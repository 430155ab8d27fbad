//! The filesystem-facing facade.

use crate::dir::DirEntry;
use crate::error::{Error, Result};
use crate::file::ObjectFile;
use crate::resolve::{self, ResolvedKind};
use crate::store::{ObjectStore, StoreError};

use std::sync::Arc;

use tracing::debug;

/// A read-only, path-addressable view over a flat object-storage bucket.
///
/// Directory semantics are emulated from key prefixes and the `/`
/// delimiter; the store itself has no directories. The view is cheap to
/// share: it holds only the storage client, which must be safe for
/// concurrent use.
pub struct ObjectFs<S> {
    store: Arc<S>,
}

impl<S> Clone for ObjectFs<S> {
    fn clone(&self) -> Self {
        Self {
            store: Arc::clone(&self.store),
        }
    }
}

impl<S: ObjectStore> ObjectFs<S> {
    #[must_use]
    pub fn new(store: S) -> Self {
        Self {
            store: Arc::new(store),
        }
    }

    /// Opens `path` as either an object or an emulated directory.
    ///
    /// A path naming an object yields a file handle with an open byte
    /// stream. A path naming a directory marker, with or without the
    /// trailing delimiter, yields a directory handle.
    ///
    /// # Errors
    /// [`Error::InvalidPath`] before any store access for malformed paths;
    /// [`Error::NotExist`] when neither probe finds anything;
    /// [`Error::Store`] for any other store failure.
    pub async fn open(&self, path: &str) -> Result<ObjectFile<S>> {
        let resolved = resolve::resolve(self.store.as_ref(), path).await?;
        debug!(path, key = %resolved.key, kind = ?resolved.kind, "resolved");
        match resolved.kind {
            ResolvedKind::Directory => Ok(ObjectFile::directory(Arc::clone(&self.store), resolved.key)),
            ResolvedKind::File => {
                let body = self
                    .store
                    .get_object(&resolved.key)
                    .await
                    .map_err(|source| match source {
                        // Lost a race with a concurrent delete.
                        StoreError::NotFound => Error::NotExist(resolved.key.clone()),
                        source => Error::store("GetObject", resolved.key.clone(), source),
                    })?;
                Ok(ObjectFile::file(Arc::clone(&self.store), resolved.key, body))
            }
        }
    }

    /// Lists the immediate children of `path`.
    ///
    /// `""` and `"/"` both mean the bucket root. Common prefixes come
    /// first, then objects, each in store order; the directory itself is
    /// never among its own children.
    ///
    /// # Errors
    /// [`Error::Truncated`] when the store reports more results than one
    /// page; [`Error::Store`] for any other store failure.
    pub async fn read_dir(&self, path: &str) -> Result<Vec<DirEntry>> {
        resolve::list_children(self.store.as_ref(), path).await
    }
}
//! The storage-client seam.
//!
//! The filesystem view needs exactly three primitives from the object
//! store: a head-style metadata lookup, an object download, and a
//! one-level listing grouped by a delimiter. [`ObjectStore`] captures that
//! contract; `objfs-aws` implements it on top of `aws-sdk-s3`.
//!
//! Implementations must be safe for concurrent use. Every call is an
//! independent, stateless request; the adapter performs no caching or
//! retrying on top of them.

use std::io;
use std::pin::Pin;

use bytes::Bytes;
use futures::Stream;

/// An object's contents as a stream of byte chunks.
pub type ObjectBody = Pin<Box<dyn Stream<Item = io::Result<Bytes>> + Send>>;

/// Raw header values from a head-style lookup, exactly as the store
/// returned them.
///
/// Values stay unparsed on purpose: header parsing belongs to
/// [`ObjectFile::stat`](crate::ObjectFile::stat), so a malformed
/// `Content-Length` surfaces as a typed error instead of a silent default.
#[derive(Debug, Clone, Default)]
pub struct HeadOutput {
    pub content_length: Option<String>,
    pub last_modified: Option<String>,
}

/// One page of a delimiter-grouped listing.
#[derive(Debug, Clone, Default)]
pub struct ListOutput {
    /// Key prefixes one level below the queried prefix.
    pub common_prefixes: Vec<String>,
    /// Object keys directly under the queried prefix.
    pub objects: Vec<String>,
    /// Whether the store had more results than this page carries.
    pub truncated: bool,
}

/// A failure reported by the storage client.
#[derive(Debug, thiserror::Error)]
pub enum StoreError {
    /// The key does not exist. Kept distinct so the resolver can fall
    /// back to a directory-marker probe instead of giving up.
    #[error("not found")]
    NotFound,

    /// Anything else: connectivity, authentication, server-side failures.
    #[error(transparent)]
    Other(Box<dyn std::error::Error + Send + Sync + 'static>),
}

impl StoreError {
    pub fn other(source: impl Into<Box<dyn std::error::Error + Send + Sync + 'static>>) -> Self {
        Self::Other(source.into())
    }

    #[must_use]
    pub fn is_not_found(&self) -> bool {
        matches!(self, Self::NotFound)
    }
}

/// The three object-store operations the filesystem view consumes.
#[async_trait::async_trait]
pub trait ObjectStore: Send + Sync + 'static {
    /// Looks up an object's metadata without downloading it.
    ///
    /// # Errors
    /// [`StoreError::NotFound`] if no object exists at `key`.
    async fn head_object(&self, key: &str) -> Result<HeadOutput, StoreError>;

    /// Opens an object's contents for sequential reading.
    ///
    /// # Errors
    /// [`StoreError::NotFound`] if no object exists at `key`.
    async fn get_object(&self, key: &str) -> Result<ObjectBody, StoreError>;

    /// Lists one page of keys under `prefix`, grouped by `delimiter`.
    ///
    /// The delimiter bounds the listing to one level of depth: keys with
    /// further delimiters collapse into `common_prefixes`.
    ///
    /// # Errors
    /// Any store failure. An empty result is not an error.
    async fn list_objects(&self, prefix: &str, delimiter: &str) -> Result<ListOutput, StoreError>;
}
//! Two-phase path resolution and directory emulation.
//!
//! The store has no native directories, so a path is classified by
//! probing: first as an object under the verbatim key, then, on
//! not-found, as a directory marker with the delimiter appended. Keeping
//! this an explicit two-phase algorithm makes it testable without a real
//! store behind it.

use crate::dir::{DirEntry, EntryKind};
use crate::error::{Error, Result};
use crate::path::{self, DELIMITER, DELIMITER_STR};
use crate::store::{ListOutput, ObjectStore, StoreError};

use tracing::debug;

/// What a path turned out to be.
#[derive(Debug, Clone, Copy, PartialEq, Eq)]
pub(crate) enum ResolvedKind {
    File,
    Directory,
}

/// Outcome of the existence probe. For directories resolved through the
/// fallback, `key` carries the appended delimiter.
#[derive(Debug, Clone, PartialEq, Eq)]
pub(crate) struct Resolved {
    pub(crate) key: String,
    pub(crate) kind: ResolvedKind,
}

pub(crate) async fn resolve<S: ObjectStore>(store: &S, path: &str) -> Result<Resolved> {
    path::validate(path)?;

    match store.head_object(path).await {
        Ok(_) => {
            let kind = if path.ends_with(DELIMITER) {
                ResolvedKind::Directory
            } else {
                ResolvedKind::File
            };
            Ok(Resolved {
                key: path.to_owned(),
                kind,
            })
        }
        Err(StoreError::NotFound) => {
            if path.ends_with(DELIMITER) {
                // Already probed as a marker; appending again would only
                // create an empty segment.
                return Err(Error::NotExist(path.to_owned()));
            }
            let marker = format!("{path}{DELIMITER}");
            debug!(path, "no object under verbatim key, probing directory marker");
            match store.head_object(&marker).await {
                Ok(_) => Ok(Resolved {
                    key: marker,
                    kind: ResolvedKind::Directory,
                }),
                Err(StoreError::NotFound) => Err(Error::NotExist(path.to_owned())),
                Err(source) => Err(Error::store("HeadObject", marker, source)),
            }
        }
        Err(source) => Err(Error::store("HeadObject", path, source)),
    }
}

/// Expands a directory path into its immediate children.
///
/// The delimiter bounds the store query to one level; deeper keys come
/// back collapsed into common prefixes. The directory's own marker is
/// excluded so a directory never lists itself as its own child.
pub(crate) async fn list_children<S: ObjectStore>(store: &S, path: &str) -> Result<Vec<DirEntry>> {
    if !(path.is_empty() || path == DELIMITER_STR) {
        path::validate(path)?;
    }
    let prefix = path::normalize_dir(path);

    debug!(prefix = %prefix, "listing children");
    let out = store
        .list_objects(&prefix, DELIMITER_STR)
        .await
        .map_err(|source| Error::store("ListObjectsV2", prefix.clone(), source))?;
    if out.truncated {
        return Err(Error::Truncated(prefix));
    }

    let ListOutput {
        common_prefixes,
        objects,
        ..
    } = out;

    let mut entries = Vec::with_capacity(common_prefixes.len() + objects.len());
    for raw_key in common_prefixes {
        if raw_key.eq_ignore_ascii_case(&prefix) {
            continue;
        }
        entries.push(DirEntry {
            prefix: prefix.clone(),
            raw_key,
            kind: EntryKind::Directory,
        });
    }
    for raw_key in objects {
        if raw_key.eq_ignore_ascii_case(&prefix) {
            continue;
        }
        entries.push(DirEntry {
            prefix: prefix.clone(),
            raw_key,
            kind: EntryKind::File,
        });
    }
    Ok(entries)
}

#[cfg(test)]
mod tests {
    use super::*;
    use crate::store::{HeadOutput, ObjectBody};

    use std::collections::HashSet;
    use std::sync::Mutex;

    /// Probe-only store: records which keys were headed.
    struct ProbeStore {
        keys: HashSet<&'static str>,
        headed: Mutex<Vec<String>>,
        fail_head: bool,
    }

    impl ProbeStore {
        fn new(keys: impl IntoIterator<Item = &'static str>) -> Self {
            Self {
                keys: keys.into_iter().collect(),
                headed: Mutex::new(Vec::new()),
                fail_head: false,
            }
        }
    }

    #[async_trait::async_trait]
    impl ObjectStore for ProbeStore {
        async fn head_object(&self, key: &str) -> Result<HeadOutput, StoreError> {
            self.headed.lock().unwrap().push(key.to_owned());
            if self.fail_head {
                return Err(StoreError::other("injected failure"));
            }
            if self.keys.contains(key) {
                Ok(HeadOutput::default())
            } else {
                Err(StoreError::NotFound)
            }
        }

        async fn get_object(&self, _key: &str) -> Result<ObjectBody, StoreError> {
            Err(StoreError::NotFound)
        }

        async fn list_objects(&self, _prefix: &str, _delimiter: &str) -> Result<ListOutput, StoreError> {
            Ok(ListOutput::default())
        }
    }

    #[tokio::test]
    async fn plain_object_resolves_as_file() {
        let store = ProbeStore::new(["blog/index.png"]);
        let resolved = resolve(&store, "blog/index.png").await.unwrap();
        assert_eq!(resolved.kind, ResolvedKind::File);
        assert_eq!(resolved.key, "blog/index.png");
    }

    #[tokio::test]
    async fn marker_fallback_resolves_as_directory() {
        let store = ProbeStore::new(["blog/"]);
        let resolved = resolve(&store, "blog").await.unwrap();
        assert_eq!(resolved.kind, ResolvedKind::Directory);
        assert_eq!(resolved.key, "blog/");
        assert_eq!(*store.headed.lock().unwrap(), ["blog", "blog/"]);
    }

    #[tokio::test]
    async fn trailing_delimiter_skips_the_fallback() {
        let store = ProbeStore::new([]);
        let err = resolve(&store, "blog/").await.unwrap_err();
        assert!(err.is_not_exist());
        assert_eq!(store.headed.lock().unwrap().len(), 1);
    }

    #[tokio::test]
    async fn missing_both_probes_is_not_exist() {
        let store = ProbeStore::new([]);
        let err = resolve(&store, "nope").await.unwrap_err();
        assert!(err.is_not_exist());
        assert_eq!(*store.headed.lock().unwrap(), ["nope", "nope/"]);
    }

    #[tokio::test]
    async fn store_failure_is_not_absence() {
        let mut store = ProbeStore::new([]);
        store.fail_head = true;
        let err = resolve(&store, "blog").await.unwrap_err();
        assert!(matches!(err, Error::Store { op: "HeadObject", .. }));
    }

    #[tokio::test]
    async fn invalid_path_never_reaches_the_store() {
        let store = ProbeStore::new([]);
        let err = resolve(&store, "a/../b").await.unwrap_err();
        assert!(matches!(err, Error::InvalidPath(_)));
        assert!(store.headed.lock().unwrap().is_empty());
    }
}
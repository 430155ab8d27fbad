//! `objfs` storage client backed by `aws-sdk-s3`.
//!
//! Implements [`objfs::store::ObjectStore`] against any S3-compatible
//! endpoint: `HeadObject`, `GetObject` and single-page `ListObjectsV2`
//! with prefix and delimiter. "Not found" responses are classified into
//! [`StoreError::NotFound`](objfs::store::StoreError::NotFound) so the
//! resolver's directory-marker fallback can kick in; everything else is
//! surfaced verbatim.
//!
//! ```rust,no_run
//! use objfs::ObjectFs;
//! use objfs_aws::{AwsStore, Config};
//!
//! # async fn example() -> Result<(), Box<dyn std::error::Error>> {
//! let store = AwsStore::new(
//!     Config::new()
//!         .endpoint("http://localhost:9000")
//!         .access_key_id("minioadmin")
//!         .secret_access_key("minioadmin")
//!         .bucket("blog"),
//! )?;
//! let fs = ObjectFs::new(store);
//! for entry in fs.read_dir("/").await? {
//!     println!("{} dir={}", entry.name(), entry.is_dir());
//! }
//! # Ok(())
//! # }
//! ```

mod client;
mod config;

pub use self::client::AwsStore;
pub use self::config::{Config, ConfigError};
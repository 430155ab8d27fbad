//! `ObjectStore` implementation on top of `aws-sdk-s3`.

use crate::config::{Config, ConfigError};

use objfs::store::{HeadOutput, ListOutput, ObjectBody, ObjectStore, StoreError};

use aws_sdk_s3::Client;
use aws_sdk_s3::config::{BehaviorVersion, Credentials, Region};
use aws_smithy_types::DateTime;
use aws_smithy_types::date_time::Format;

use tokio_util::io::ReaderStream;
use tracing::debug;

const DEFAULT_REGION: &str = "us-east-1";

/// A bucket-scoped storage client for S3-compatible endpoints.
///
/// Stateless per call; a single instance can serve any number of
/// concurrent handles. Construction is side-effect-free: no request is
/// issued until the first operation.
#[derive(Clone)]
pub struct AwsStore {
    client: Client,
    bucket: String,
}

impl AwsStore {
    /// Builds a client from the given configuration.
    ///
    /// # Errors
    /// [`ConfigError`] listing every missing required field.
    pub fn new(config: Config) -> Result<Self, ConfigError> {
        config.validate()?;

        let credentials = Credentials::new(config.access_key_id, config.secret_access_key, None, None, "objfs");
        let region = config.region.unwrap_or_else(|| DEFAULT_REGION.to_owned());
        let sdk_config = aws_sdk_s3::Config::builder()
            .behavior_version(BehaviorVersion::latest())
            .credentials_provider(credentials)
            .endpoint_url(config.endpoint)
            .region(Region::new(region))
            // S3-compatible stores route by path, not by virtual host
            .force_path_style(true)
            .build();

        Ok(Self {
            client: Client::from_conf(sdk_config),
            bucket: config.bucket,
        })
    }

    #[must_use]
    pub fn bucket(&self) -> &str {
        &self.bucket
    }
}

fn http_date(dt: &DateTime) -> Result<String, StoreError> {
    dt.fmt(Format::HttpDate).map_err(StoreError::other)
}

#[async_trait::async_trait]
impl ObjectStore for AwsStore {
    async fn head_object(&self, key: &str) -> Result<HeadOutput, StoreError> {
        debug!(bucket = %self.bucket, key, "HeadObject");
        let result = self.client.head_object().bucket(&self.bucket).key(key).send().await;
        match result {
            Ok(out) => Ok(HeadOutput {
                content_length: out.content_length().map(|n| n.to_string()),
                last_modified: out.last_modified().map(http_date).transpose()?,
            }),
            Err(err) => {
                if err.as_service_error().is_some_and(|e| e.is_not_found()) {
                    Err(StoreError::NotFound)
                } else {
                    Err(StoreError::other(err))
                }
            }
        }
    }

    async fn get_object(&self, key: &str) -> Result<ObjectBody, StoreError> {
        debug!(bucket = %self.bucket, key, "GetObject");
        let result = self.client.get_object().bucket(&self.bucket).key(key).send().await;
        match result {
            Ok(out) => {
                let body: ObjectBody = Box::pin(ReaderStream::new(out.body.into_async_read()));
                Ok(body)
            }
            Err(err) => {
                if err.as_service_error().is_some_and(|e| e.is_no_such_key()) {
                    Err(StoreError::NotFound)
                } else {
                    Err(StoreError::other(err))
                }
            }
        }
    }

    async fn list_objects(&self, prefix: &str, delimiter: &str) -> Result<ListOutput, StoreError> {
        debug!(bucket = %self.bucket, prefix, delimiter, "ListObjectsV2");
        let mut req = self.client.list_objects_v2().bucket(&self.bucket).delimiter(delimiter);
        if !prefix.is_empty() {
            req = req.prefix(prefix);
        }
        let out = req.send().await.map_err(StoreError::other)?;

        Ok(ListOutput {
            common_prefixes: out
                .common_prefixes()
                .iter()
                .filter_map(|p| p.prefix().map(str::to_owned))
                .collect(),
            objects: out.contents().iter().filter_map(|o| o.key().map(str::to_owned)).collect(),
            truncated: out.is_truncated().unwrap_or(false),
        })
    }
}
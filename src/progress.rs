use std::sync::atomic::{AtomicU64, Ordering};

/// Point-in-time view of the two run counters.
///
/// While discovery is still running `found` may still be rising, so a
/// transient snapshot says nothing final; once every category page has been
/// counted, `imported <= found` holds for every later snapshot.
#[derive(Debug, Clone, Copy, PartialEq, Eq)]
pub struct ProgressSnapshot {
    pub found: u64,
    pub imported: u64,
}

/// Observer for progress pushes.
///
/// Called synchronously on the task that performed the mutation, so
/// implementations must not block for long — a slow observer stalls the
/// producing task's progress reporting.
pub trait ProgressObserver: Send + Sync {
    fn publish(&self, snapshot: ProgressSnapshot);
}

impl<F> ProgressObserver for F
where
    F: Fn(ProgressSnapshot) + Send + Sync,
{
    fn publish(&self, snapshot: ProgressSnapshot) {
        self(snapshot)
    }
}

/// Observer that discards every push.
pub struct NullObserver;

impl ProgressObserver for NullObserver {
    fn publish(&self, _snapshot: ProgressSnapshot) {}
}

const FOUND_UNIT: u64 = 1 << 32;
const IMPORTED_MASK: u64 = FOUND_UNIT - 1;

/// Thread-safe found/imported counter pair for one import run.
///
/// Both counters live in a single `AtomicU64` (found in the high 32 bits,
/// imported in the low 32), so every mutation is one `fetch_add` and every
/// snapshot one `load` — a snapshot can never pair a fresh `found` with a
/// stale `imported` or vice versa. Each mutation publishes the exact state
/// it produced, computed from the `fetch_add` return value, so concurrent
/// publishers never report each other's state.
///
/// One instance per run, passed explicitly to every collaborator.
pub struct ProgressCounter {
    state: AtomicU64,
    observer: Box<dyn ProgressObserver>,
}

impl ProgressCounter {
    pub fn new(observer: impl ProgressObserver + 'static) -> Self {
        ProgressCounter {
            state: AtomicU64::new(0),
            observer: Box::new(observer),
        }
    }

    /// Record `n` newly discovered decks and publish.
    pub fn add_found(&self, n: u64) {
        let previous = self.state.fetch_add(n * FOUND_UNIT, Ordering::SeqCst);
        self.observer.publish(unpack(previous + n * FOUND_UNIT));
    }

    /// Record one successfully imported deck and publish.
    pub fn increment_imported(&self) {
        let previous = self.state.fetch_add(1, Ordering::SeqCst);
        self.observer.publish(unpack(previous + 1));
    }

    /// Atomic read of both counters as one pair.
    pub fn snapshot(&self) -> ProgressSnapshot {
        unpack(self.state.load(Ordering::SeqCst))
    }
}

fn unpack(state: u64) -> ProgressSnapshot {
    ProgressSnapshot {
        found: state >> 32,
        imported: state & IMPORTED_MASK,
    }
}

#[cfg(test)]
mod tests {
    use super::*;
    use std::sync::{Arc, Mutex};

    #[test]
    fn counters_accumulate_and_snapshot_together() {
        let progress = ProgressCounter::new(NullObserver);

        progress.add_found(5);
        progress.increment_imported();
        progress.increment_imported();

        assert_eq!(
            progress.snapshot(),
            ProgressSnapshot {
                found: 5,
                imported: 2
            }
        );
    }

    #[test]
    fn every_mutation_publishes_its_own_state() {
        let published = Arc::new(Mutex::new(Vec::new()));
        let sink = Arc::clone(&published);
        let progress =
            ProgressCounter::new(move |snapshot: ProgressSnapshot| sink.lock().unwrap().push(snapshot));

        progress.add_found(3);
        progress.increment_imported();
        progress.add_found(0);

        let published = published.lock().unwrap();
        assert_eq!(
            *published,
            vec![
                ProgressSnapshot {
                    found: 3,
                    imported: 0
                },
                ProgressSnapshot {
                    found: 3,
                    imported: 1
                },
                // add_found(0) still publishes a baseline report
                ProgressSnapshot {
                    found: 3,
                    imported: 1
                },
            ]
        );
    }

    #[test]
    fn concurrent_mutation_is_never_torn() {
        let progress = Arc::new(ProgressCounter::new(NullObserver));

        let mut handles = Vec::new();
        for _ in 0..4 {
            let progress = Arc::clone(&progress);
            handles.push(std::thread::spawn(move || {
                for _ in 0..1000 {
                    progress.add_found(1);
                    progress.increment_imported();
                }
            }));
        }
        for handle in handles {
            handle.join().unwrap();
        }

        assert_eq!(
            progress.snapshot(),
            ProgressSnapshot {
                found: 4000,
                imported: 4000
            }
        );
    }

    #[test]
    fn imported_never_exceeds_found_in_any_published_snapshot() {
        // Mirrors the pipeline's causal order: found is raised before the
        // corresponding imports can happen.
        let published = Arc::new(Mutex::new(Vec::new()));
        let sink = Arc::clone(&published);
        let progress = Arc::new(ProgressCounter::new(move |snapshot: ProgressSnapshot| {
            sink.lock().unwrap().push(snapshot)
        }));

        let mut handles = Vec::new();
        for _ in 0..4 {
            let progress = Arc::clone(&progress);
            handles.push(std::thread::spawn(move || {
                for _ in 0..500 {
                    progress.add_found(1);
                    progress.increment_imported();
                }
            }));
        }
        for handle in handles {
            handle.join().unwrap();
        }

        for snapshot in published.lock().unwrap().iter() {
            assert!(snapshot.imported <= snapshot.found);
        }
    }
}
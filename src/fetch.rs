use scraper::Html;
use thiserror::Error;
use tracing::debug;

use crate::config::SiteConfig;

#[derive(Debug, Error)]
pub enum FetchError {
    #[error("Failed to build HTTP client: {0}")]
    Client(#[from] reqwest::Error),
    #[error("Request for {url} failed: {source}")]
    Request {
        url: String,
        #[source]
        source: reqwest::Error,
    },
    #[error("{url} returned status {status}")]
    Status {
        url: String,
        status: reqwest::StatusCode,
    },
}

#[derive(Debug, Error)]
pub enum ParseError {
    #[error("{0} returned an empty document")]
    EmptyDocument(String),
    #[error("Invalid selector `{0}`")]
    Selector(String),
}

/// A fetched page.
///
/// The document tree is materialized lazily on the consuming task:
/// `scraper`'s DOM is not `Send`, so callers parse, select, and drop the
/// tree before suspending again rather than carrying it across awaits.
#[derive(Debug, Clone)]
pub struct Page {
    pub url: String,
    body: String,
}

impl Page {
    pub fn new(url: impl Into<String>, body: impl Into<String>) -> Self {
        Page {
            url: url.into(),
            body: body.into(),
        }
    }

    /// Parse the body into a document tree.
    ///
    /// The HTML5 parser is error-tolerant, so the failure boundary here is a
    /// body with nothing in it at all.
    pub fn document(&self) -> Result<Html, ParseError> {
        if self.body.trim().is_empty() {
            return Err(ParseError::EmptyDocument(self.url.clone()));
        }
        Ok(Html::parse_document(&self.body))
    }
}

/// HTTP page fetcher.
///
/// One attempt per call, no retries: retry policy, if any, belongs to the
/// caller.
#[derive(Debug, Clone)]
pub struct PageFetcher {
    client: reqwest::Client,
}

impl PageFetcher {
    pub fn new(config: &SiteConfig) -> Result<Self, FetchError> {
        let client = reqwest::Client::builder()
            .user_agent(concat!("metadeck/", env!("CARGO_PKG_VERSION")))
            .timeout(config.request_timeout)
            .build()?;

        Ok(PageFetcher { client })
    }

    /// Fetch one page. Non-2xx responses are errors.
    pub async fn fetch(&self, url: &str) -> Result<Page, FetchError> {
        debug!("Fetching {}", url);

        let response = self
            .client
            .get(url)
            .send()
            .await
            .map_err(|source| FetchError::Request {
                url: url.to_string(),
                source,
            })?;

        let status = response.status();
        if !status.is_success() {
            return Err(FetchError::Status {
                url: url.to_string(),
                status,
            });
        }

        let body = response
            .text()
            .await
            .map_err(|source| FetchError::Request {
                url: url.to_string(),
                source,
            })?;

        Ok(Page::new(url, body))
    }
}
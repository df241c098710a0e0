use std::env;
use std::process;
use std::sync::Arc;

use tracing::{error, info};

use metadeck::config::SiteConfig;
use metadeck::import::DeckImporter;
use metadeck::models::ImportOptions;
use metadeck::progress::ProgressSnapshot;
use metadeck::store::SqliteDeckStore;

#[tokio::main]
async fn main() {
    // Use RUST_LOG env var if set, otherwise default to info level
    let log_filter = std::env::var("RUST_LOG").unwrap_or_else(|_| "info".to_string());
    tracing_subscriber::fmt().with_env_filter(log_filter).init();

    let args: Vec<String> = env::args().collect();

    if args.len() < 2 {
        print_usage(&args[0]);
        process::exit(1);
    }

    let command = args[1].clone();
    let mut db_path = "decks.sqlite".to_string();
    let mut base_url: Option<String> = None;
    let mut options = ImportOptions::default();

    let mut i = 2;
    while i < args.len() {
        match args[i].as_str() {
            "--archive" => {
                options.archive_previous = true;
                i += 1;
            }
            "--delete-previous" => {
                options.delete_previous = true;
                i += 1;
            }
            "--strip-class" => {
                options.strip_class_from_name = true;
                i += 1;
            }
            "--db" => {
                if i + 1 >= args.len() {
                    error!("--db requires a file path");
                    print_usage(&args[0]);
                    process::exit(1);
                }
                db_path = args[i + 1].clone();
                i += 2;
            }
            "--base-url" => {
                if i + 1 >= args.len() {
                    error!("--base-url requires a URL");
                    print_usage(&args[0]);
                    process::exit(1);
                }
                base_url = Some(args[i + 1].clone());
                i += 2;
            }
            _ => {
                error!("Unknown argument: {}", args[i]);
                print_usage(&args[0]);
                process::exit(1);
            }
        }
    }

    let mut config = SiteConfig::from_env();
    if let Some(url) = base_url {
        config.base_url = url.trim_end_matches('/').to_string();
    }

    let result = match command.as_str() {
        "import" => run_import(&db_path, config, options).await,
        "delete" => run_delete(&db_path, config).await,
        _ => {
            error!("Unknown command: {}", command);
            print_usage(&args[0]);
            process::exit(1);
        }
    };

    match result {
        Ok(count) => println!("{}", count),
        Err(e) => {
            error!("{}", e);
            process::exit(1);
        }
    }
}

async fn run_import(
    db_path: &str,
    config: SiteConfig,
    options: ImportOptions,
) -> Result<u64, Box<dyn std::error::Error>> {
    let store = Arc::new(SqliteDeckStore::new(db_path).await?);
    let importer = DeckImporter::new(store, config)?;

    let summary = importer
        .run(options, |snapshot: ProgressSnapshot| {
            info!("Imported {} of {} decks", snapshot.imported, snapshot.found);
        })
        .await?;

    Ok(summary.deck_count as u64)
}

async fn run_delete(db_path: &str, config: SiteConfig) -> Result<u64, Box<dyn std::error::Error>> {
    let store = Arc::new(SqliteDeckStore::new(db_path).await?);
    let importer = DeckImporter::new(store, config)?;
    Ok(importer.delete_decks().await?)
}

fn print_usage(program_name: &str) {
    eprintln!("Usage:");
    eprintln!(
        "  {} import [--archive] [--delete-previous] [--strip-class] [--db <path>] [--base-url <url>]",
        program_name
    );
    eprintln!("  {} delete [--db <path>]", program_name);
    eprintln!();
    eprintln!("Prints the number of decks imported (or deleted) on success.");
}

• _TASK TO COMPLETE_
Each line of the entries holding the string "ProbeStore" should be found and copied.

• _YOUR RESPONSE_
    struct ProbeStore {
    impl ProbeStore {
    impl ObjectStore for ProbeStore {
        let store = ProbeStore::new(["blog/index.png"]);
        let store = ProbeStore::new(["blog/"]);
        let store = ProbeStore::new([]);
        let store = ProbeStore::new([]);
        let mut store = ProbeStore::new([]);
        let store = ProbeStore::new([]);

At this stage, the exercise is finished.